The control group is all unemployed observation, the treatment group is all employed observation, the null hypothesis is $H_0:\delta \geq0$, versus $H_1:\delta<0$.
```{r}
unemployed<-newdata[which(newdata$UNEMPLOY==1),]
employed<-newdata[which(newdata$UNEMPLOY==0),]
unemployed$before<-as.numeric(unemployed$YEAR1984|unemployed$YEAR1985|unemployed$YEAR1986)
unemployed$after<-as.numeric(unemployed$YEAR1987|unemployed$YEAR1988|unemployed$YEAR1991|unemployed$YEAR1994)
employed$before<-as.numeric(employed$YEAR1984|employed$YEAR1985|employed$YEAR1986)
employed$after<-as.numeric(employed$YEAR1987|employed$YEAR1988|employed$YEAR1991|employed$YEAR1994)
control_before<-employed[which(employed$before==1),]
control_after<-employed[which(employed$before==0),]
treatment_before<-unemployed[which(unemployed$before==1),]
treatment_after<-unemployed[which(unemployed$before==0),]
D_in_D<-(mean(treatment_after$DOCVIS)-mean(control_after$DOCVIS))-(mean(treatment_before$DOCVIS)-mean(control_before$DOCVIS))
D_in_D
```
The Differences-in-Differences estimator on unemployed is less than 0, the policy is worked for unemployed.
##(c)
The null hypothesis is $H_0:DOCVIS_{women}=DOCVIS_{men}$, the alternative hypothesis is $H_1:DOCVIS_{women}\neq DOCVIS_{men}$, we perform a Two Sample t-test here:
```{r}
men<-newdata[which(newdata$FEMALE==0),]
t.test(female$DOCVIS,men$DOCVIS, alternative = c("greater"))
```
The p value of Two Sample t-test is less than 0.05, which means that there is a reason to reject the null hypothesis, the number of doctor visits a patient has over a 3 month period is greater for women than for men.
##(d)
We are interested in whether the policy is worked for civil servant, the control group is all civil servant observation, the treatment group is all not civil servant observation, the null hypothesis is $H_0:\delta \geq0$, the alterative hypothesis is $H_1:\delta<0$,
```{r}
BEAMT<-newdata[which(newdata$BEAMT==1),]
unBEAMT<-newdata[which(newdata$BEAMT==0),]

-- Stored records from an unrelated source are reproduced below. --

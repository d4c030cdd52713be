//! Error types for intent classification.
//!
//! These never escape the classifier: every failure degrades to the
//! out-of-scope label instead of failing the request.

/// Errors from the language-understanding call.
#[derive(Debug, thiserror::Error)]
pub enum ClassifyError {
    #[error("classification deadline of {0} ms exceeded")]
    Timeout(u64),
    #[error("network error: {0}")]
    Network(String),
    #[error("model error: {0}")]
    Provider(String),
    #[error("malformed model reply: {0}")]
    Parse(String),
}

BEAMT$before<-as.numeric(BEAMT$YEAR1984|BEAMT$YEAR1985|BEAMT$YEAR1986)
BEAMT$after<-as.numeric(BEAMT$YEAR1987|BEAMT$YEAR1988|BEAMT$YEAR1991|BEAMT$YEAR1994)

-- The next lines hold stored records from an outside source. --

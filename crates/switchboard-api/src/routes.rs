//! Router setup with all API routes and middleware.
//!
//! Configures the axum Router with CORS, tracing, body limits, and all
//! endpoint handlers, including the per-capability sub-routes.

use axum::extract::{DefaultBodyLimit, Multipart, Path, State};
use axum::routing::{get, post};
use axum::Router;
use tower_http::cors::{Any, CorsLayer};
use tower_http::trace::TraceLayer;

use switchboard_core::Capability;

use crate::handlers;
use crate::state::AppState;

/// Global body ceiling: the 5 MB file limit plus form overhead. Oversize
/// uploads inside this ceiling are rejected by validation with a specific
/// cause rather than a generic 413.
const MAX_BODY_BYTES: usize = 6 * 1024 * 1024;

/// Create the axum Router with all routes and middleware.
pub fn create_router(state: AppState) -> Router {
    // The providers sit behind this service; the chat surface itself is
    // open to any origin, as the upstream deployment expects.
    let cors = CorsLayer::new()
        .allow_origin(Any)
        .allow_methods(Any)
        .allow_headers(Any);

    Router::new()
        .route("/", get(handlers::root))
        .route("/health", get(handlers::health))
        .route("/chat", post(handlers::chat))
        .route("/chat/clear/{session_id}", post(handlers::clear_session))
        .nest("/lf-assist", capability_routes(Capability::Knowledge))
        .nest("/doc-assist", capability_routes(Capability::Document))
        .nest("/db-assist", capability_routes(Capability::Database))
        .nest("/viz-assist", capability_routes(Capability::Visualization))
        .layer(DefaultBodyLimit::max(MAX_BODY_BYTES))
        .layer(TraceLayer::new_for_http())
        .layer(cors)
        .with_state(state)
}

/// The sub-router mirroring the unified surface for one capability.
///
/// Same request/response shapes, but dispatch bypasses classification.
fn capability_routes(capability: Capability) -> Router<AppState> {
    Router::new()
        .route(
            "/chat",
            post(move |State(state): State<AppState>, multipart: Multipart| async move {
                handlers::chat_direct(capability, state, multipart).await
            }),
        )
        .route(
            "/clear/{session_id}",
            post(
                |state: State<AppState>, path: Path<String>| async move {
                    handlers::clear_session(state, path).await
                },
            ),
        )
        .route(
            "/sessions",
            get(move |State(state): State<AppState>| async move {
                handlers::sessions_direct(capability, state).await
            }),
        )
        .route(
            "/history/{session_id}",
            get(
                |State(state): State<AppState>, Path(session_id): Path<String>| async move {
                    handlers::history_direct(state, session_id).await
                },
            ),
        )
}

/// Start the HTTP server on the configured address.
///
/// Binds to 127.0.0.1 (localhost only) on the port from config.
pub async fn start_server(
    port: u16,
    state: AppState,
) -> Result<(), switchboard_core::SwitchboardError> {
    let addr = format!("127.0.0.1:{}", port);
    let router = create_router(state);

    tracing::info!("Starting API server on {}", addr);

    let listener = tokio::net::TcpListener::bind(&addr)
        .await
        .map_err(|e| switchboard_core::SwitchboardError::Api(format!("Failed to bind: {}", e)))?;

    axum::serve(listener, router)
        .await
        .map_err(|e| switchboard_core::SwitchboardError::Api(format!("Server error: {}", e)))?;

    Ok(())
}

unBEAMT$before<-as.numeric(unBEAMT$YEAR1984|unBEAMT$YEAR1985|unBEAMT$YEAR1986)
unBEAMT$after<-as.numeric(unBEAMT$YEAR1987|unBEAMT$YEAR1988|unBEAMT$YEAR1991|unBEAMT$YEAR1994)
control_before<-unBEAMT[which(unBEAMT$before==1),]

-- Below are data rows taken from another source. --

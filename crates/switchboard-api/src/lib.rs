//! Switchboard API crate - axum HTTP server and route handlers.
//!
//! Exposes the unified chat endpoint, session management, health checks,
//! and per-capability sub-routes for direct integration and debugging.

pub mod error;
pub mod handlers;
pub mod routes;
pub mod state;

pub use error::ApiError;
pub use routes::create_router;
pub use state::AppState;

control_after<-unBEAMT[which(unBEAMT$before==0),]
treatment_before<-BEAMT[which(BEAMT$before==1),]
treatment_after<-BEAMT[which(BEAMT$before==0),]
D_in_D<-(mean(treatment_after$DOCVIS)-mean(control_after$DOCVIS))-(mean(treatment_before$DOCVIS)-mean(control_before$DOCVIS))
D_in_D
```
The Differences-in-Differences estimator on civil servant is greater than 0, the policy is NOT worked for civil servant.